===== Data supplied
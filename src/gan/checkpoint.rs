//! Model definition and parameter snapshots on disk

use safetensors::tensor::{Dtype, TensorView};
use safetensors::SafeTensors;
use std::collections::HashMap;
use std::path::{Path, PathBuf};

use crate::autograd::Tensor;
use crate::model::GanModel;
use crate::{Error, Result};

pub const MODEL_DEFINITION_FILE: &str = "model.json";
pub const CHECKPOINT_EXTENSION: &str = "ckpt";

/// Write `{dir}/model.json`; any failure is a [`Error::ModelDefinition`]
pub fn save_model_definition<M: GanModel + ?Sized>(model: &M, dir: &Path) -> Result<PathBuf> {
    std::fs::create_dir_all(dir)
        .map_err(|e| Error::ModelDefinition(format!("cannot create {}: {e}", dir.display())))?;
    let path = dir.join(MODEL_DEFINITION_FILE);
    model
        .definition()
        .and_then(|definition| definition.save(&path))
        .map_err(|e| match e {
            Error::ModelDefinition(_) => e,
            other => Error::ModelDefinition(other.to_string()),
        })?;
    Ok(path)
}

/// Snapshot name for a global step: `{exp_name}_{step}`
pub fn checkpoint_name(exp_name: &str, step: usize) -> String {
    format!("{exp_name}_{step}")
}

/// Saves parameter snapshots every `interval` global steps
#[derive(Debug, Clone)]
pub struct CheckpointSaver {
    dir: PathBuf,
    exp_name: String,
    interval: usize,
}

impl CheckpointSaver {
    pub fn new(dir: impl Into<PathBuf>, exp_name: impl Into<String>, interval: usize) -> Self {
        Self { dir: dir.into(), exp_name: exp_name.into(), interval }
    }

    /// Whether global step `step` is a snapshot step
    pub fn is_due(&self, step: usize) -> bool {
        self.interval > 0 && step > 0 && step % self.interval == 0
    }

    /// Path of the snapshot for `step`
    pub fn path(&self, step: usize) -> PathBuf {
        self.dir
            .join(format!("{}.{CHECKPOINT_EXTENSION}", checkpoint_name(&self.exp_name, step)))
    }

    pub fn save(&self, step: usize, params: &[Tensor]) -> Result<PathBuf> {
        let path = self.path(step);
        let mut metadata = HashMap::new();
        metadata.insert("experiment".to_string(), self.exp_name.clone());
        metadata.insert("global_step".to_string(), step.to_string());
        save_checkpoint(&path, params, metadata)?;
        Ok(path)
    }
}

/// Named parameter values read from a snapshot
#[derive(Debug, Clone, PartialEq)]
pub struct Checkpoint {
    pub tensors: Vec<(String, Vec<f32>)>,
    pub metadata: HashMap<String, String>,
}

impl Checkpoint {
    pub fn get(&self, name: &str) -> Option<&[f32]> {
        self.tensors.iter().find(|(n, _)| n == name).map(|(_, v)| v.as_slice())
    }

    /// Global step recorded at save time
    pub fn global_step(&self) -> Option<usize> {
        self.metadata.get("global_step").and_then(|s| s.parse().ok())
    }
}

/// Encode named parameters as safetensors
pub fn save_checkpoint(
    path: &Path,
    params: &[Tensor],
    metadata: HashMap<String, String>,
) -> Result<()> {
    if let Some(dir) = path.parent() {
        std::fs::create_dir_all(dir)
            .map_err(|e| Error::Checkpoint(format!("cannot create {}: {e}", dir.display())))?;
    }

    let mut tensor_data: Vec<(String, Vec<u8>, Vec<usize>)> = Vec::with_capacity(params.len());
    for param in params {
        let name = param
            .name()
            .ok_or_else(|| Error::Checkpoint("cannot snapshot an unnamed parameter".into()))?;
        let values = param.to_vec();
        let bytes: Vec<u8> = bytemuck::cast_slice(&values).to_vec();
        tensor_data.push((name.to_string(), bytes, vec![values.len()]));
    }

    let views = tensor_data
        .iter()
        .map(|(name, bytes, shape)| {
            TensorView::new(Dtype::F32, shape.clone(), bytes)
                .map(|view| (name.as_str(), view))
                .map_err(|e| Error::Checkpoint(format!("tensor '{name}': {e}")))
        })
        .collect::<Result<Vec<_>>>()?;

    let encoded = safetensors::serialize(views, Some(metadata))
        .map_err(|e| Error::Checkpoint(format!("SafeTensors serialization failed: {e}")))?;
    std::fs::write(path, encoded)
        .map_err(|e| Error::Checkpoint(format!("write to {} failed: {e}", path.display())))?;
    Ok(())
}

/// Decode a snapshot written by [`save_checkpoint`]
pub fn load_checkpoint(path: &Path) -> Result<Checkpoint> {
    let buffer = std::fs::read(path)
        .map_err(|e| Error::Checkpoint(format!("cannot read {}: {e}", path.display())))?;
    let (_, header) = SafeTensors::read_metadata(&buffer)
        .map_err(|e| Error::Checkpoint(format!("invalid checkpoint header: {e}")))?;
    let metadata = header.metadata().clone().unwrap_or_default();
    let tensors = SafeTensors::deserialize(&buffer)
        .map_err(|e| Error::Checkpoint(format!("invalid checkpoint: {e}")))?;

    let mut names: Vec<String> = tensors.names().into_iter().map(ToString::to_string).collect();
    names.sort();
    let mut loaded = Vec::with_capacity(names.len());
    for name in names {
        let view = tensors
            .tensor(&name)
            .map_err(|e| Error::Checkpoint(format!("tensor '{name}': {e}")))?;
        if view.dtype() != Dtype::F32 {
            return Err(Error::Checkpoint(format!("tensor '{name}' is not f32")));
        }
        let values: Vec<f32> = view
            .data()
            .chunks_exact(4)
            .map(|b| f32::from_le_bytes([b[0], b[1], b[2], b[3]]))
            .collect();
        loaded.push((name, values));
    }
    Ok(Checkpoint { tensors: loaded, metadata })
}

/// Copy snapshot values into live parameters, matched by name
pub fn restore_parameters(params: &[Tensor], checkpoint: &Checkpoint) -> Result<()> {
    for param in params {
        let name = param.name().unwrap_or_default();
        let values = checkpoint
            .get(name)
            .ok_or_else(|| Error::Checkpoint(format!("checkpoint has no tensor '{name}'")))?;
        if values.len() != param.len() {
            return Err(Error::ShapeMismatch { expected: param.len(), actual: values.len() });
        }
        param.data_mut().assign(&ndarray::ArrayView1::from(values));
    }
    Ok(())
}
==========
Could you write out all the records exactly, please?

filename src/gan/checkpoint.rs
//! Model definition and parameter snapshots on disk

use safetensors::tensor::{Dtype, TensorView};
use safetensors::SafeTensors;
use std::collections::HashMap;
use std::path::{Path, PathBuf};

use crate::autograd::Tensor;
use crate::model::GanModel;
use crate::{Error, Result};

pub const MODEL_DEFINITION_FILE: &str = "model.json";
pub const CHECKPOINT_EXTENSION: &str = "ckpt";

/// Write `{dir}/model.json`; any failure is a [`Error::ModelDefinition`]
pub fn save_model_definition<M: GanModel + ?Sized>(model: &M, dir: &Path) -> Result<PathBuf> {
    std::fs::create_dir_all(dir)
        .map_err(|e| Error::ModelDefinition(format!("cannot create {}: {e}", dir.display())))?;
    let path = dir.join(MODEL_DEFINITION_FILE);
    model
        .definition()
        .and_then(|definition| definition.save(&path))
        .map_err(|e| match e {
            Error::ModelDefinition(_) => e,
            other => Error::ModelDefinition(other.to_string()),
        })?;
    Ok(path)
}

/// Snapshot name for a global step: `{exp_name}_{step}`
pub fn checkpoint_name(exp_name: &str, step: usize) -> String {
    format!("{exp_name}_{step}")
}

/// Saves parameter snapshots every `interval` global steps
#[derive(Debug, Clone)]
pub struct CheckpointSaver {
    dir: PathBuf,
    exp_name: String,
    interval: usize,
}

impl CheckpointSaver {
    pub fn new(dir: impl Into<PathBuf>, exp_name: impl Into<String>, interval: usize) -> Self {
        Self { dir: dir.into(), exp_name: exp_name.into(), interval }
    }

    /// Whether global step `step` is a snapshot step
    pub fn is_due(&self, step: usize) -> bool {
        self.interval > 0 && step > 0 && step % self.interval == 0
    }

    /// Path of the snapshot for `step`
    pub fn path(&self, step: usize) -> PathBuf {
        self.dir
            .join(format!("{}.{CHECKPOINT_EXTENSION}", checkpoint_name(&self.exp_name, step)))
    }

    pub fn save(&self, step: usize, params: &[Tensor]) -> Result<PathBuf> {
        let path = self.path(step);
        let mut metadata = HashMap::new();
        metadata.insert("experiment".to_string(), self.exp_name.clone());
        metadata.insert("global_step".to_string(), step.to_string());
        save_checkpoint(&path, params, metadata)?;
        Ok(path)
    }
}

/// Named parameter values read from a snapshot
#[derive(Debug, Clone, PartialEq)]
pub struct Checkpoint {
    pub tensors: Vec<(String, Vec<f32>)>,
    pub metadata: HashMap<String, String>,
}

impl Checkpoint {
    pub fn get(&self, name: &str) -> Option<&[f32]> {
        self.tensors.iter().find(|(n, _)| n == name).map(|(_, v)| v.as_slice())
    }

    /// Global step recorded at save time
    pub fn global_step(&self) -> Option<usize> {
        self.metadata.get("global_step").and_then(|s| s.parse().ok())
    }
}

/// Encode named parameters as safetensors
pub fn save_checkpoint(
    path: &Path,
    params: &[Tensor],
    metadata: HashMap<String, String>,
) -> Result<()> {
    if let Some(dir) = path.parent() {
        std::fs::create_dir_all(dir)
            .map_err(|e| Error::Checkpoint(format!("cannot create {}: {e}", dir.display())))?;
    }

    let mut tensor_data: Vec<(String, Vec<u8>, Vec<usize>)> = Vec::with_capacity(params.len());
    for param in params {
        let name = param
            .name()
            .ok_or_else(|| Error::Checkpoint("cannot snapshot an unnamed parameter".into()))?;
        let values = param.to_vec();
        let bytes: Vec<u8> = bytemuck::cast_slice(&values).to_vec();
        tensor_data.push((name.to_string(), bytes, vec![values.len()]));
    }

    let views = tensor_data
        .iter()
        .map(|(name, bytes, shape)| {
            TensorView::new(Dtype::F32, shape.clone(), bytes)
                .map(|view| (name.as_str(), view))
                .map_err(|e| Error::Checkpoint(format!("tensor '{name}': {e}")))
        })
        .collect::<Result<Vec<_>>>()?;

    let encoded = safetensors::serialize(views, Some(metadata))
        .map_err(|e| Error::Checkpoint(format!("SafeTensors serialization failed: {e}")))?;
    std::fs::write(path, encoded)
        .map_err(|e| Error::Checkpoint(format!("write to {} failed: {e}", path.display())))?;
    Ok(())
}

/// Decode a snapshot written by [`save_checkpoint`]
pub fn load_checkpoint(path: &Path) -> Result<Checkpoint> {
    let buffer = std::fs::read(path)
        .map_err(|e| Error::Checkpoint(format!("cannot read {}: {e}", path.display())))?;
    let (_, header) = SafeTensors::read_metadata(&buffer)
        .map_err(|e| Error::Checkpoint(format!("invalid checkpoint header: {e}")))?;
    let metadata = header.metadata().clone().unwrap_or_default();
    let tensors = SafeTensors::deserialize(&buffer)
        .map_err(|e| Error::Checkpoint(format!("invalid checkpoint: {e}")))?;

    let mut names: Vec<String> = tensors.names().into_iter().map(ToString::to_string).collect();
    names.sort();
    let mut loaded = Vec::with_capacity(names.len());
    for name in names {
        let view = tensors
            .tensor(&name)
            .map_err(|e| Error::Checkpoint(format!("tensor '{name}': {e}")))?;
        if view.dtype() != Dtype::F32 {
            return Err(Error::Checkpoint(format!("tensor '{name}' is not f32")));
        }
        let values: Vec<f32> = view
            .data()
            .chunks_exact(4)
            .map(|b| f32::from_le_bytes([b[0], b[1], b[2], b[3]]))
            .collect();
        loaded.push((name, values));
    }
    Ok(Checkpoint { tensors: loaded, metadata })
}

/// Copy snapshot values into live parameters, matched by name
pub fn restore_parameters(params: &[Tensor], checkpoint: &Checkpoint) -> Result<()> {
    for param in params {
        let name = param.name().unwrap_or_default();
        let values = checkpoint
            .get(name)
            .ok_or_else(|| Error::Checkpoint(format!("checkpoint has no tensor '{name}'")))?;
        if values.len() != param.len() {
            return Err(Error::ShapeMismatch { expected: param.len(), actual: values.len() });
        }
        param.data_mut().assign(&ndarray::ArrayView1::from(values));
    }
    Ok(())
}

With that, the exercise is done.